Let $$E_1, E_2, E_3$$ be three mutually exclusive events such that $$P(E_1) = \dfrac{2+3p}{6}$$, $$P(E_2) = \dfrac{2-p}{8}$$ and $$P(E_3) = \dfrac{1-p}{2}$$. If the maximum and minimum values of $$p$$ are $$p_1$$ and $$p_2$$ then $$(p_1 + p_2)$$ is equal to:

We need to find the range of $$p$$ such that $$E_1, E_2, E_3$$ are valid mutually exclusive events.

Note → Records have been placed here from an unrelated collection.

use std::collections::BTreeMap;

use serde::{Deserialize, Serialize};

use crate::domain::Galaxy;
use crate::layout::ImportedLayout;

pub const DEFAULT_CANVAS_WIDTH: i32 = 1024;
pub const DEFAULT_CANVAS_HEIGHT: i32 = 768;
pub const DEFAULT_AUTHOR: &str = "Dotlan";

#[derive(Debug, Clone, Copy, PartialEq, Eq, Serialize, Deserialize)]
pub struct CanvasSize {
    pub width: i32,
    pub height: i32,
}

impl Default for CanvasSize {
    fn default() -> Self {
        Self {
            width: DEFAULT_CANVAS_WIDTH,
            height: DEFAULT_CANVAS_HEIGHT,
        }
    }
}

#[derive(Debug, Clone, PartialEq, Eq, Serialize, Deserialize)]
pub struct MapNode {
    pub id: i32,
    pub name: String,
    #[serde(default, skip_serializing_if = "Option::is_none")]
    pub icon: Option<String>,
    pub x: i32,
    pub y: i32,
    /// Perimeter system owned by a neighbouring region.
    #[serde(default, skip_serializing_if = "is_false")]
    pub external: bool,
}

/// A persisted per-region diagram: the unit the renderer works on.
#[derive(Debug, Clone, PartialEq, Eq, Serialize, Deserialize)]
pub struct MapDocument {
    pub name: String,
    #[serde(default, skip_serializing_if = "Option::is_none")]
    pub author: Option<String>,
    #[serde(default, skip_serializing_if = "Option::is_none")]
    pub description: Option<String>,
    pub width: i32,
    pub height: i32,
    #[serde(default)]
    pub systems: BTreeMap<i32, MapNode>,
}

impl MapDocument {
    pub fn new(name: &str, canvas: CanvasSize) -> Self {
        Self {
            name: name.to_string(),
            author: None,
            description: None,
            width: canvas.width,
            height: canvas.height,
            systems: BTreeMap::new(),
        }
    }

    pub fn insert(&mut self, node: MapNode) {
        self.systems.insert(node.id, node);
    }

    pub fn node(&self, id: i32) -> Option<&MapNode> {
        self.systems.get(&id)
    }

    pub fn system_ids(&self) -> Vec<i32> {
        self.systems.keys().copied().collect()
    }
}

/// Merges one imported chart with galaxy names and the region description.
pub fn build_document(
    layout: &ImportedLayout,
    galaxy: &Galaxy,
    canvas: CanvasSize,
    author: Option<&str>,
) -> MapDocument {
    let mut document = MapDocument::new(&layout.region, canvas);
    document.author = author.map(str::to_string);
    document.description = galaxy
        .region_by_name(&layout.region)
        .map(|region| region.description.clone())
        .filter(|description| !description.is_empty());

    for node in &layout.nodes {
        document.insert(MapNode {
            id: node.system_id,
            name: galaxy.system_name(node.system_id),
            icon: None,
            x: node.x,
            y: node.y,
            external: node.external,
        });
    }
    document
}

fn is_false(value: &bool) -> bool {
    !*value
}

#[cfg(test)]
mod tests {
    use super::*;
    use crate::domain::{Constellation, Region, System};
    use crate::layout::LayoutNode;

    #[test]
    fn names_resolve_or_fall_back_to_ids() {
        let mut systems = BTreeMap::new();
        systems.insert(
            30000142,
            System {
                id: 30000142,
                name: "Jita".to_string(),
                ..System::default()
            },
        );
        let mut constellations = BTreeMap::new();
        constellations.insert(
            20000020,
            Constellation {
                id: 20000020,
                systems,
                ..Constellation::default()
            },
        );
        let mut regions = BTreeMap::new();
        regions.insert(
            10000002,
            Region {
                id: 10000002,
                name: "The Forge".to_string(),
                description: "Trade hub".to_string(),
                constellations,
            },
        );
        let galaxy = Galaxy::new(regions);
        let layout = ImportedLayout {
            region: "The_Forge".to_string(),
            nodes: vec![
                LayoutNode {
                    system_id: 30000142,
                    x: 10,
                    y: 20,
                    external: false,
                },
                LayoutNode {
                    system_id: 30002187,
                    x: 90,
                    y: 20,
                    external: true,
                },
            ],
        };

        let document = build_document(&layout, &galaxy, CanvasSize::default(), Some(DEFAULT_AUTHOR));
        assert_eq!(document.name, "The_Forge");
        assert_eq!(document.description.as_deref(), Some("Trade hub"));
        assert_eq!(document.author.as_deref(), Some("Dotlan"));
        assert_eq!((document.width, document.height), (1024, 768));
        assert_eq!(document.node(30000142).unwrap().name, "Jita");
        let unknown = document.node(30002187).unwrap();
        assert_eq!(unknown.name, "30002187");
        assert!(unknown.external);
    }

    #[test]
    fn optional_fields_are_omitted_from_json() {
        let mut document = MapDocument::new("Delve", CanvasSize::default());
        document.insert(MapNode {
            id: 1,
            name: "1-SMEB".to_string(),
            icon: None,
            x: 0,
            y: 0,
            external: false,
        });
        let json = serde_json::to_value(&document).unwrap();
        assert!(json.get("author").is_none());
        assert!(json["systems"]["1"].get("external").is_none());
        assert!(json["systems"]["1"].get("icon").is_none());
    }
}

First, impose the non-negativity conditions. Each probability must be $$\ge 0$$:

$$P(E_1) = \dfrac{2 + 3p}{6} \ge 0 \implies p \ge -\dfrac{2}{3}$$

$$P(E_2) = \dfrac{2 - p}{8} \ge 0 \implies p \le 2$$

$$P(E_3) = \dfrac{1 - p}{2} \ge 0 \implies p \le 1$$

Next, consider the sum condition since the events are mutually exclusive:

$$\dfrac{2 + 3p}{6} + \dfrac{2 - p}{8} + \dfrac{1 - p}{2} \le 1$$

Taking LCM = 24:

$$4(2 + 3p) + 3(2 - p) + 12(1 - p) \le 24$$

$$8 + 12p + 6 - 3p + 12 - 12p \le 24$$

$$26 - 3p \le 24$$

$$p \ge \dfrac{2}{3}$$

From the non-negativity conditions we have $$-\dfrac{2}{3} \le p \le 1$$ and from the sum condition $$p \ge \dfrac{2}{3}$$. This gives $$\dfrac{2}{3} \le p \le 1$$.

Finally, to find $$p_1 + p_2$$, note that the maximum value $$p_1 = 1$$ and minimum value $$p_2 = \dfrac{2}{3}$$. Hence $$p_1 + p_2 = 1 + \dfrac{2}{3} = \dfrac{5}{3}$$.

The correct answer is Option B: $$\dfrac{5}{3}$$.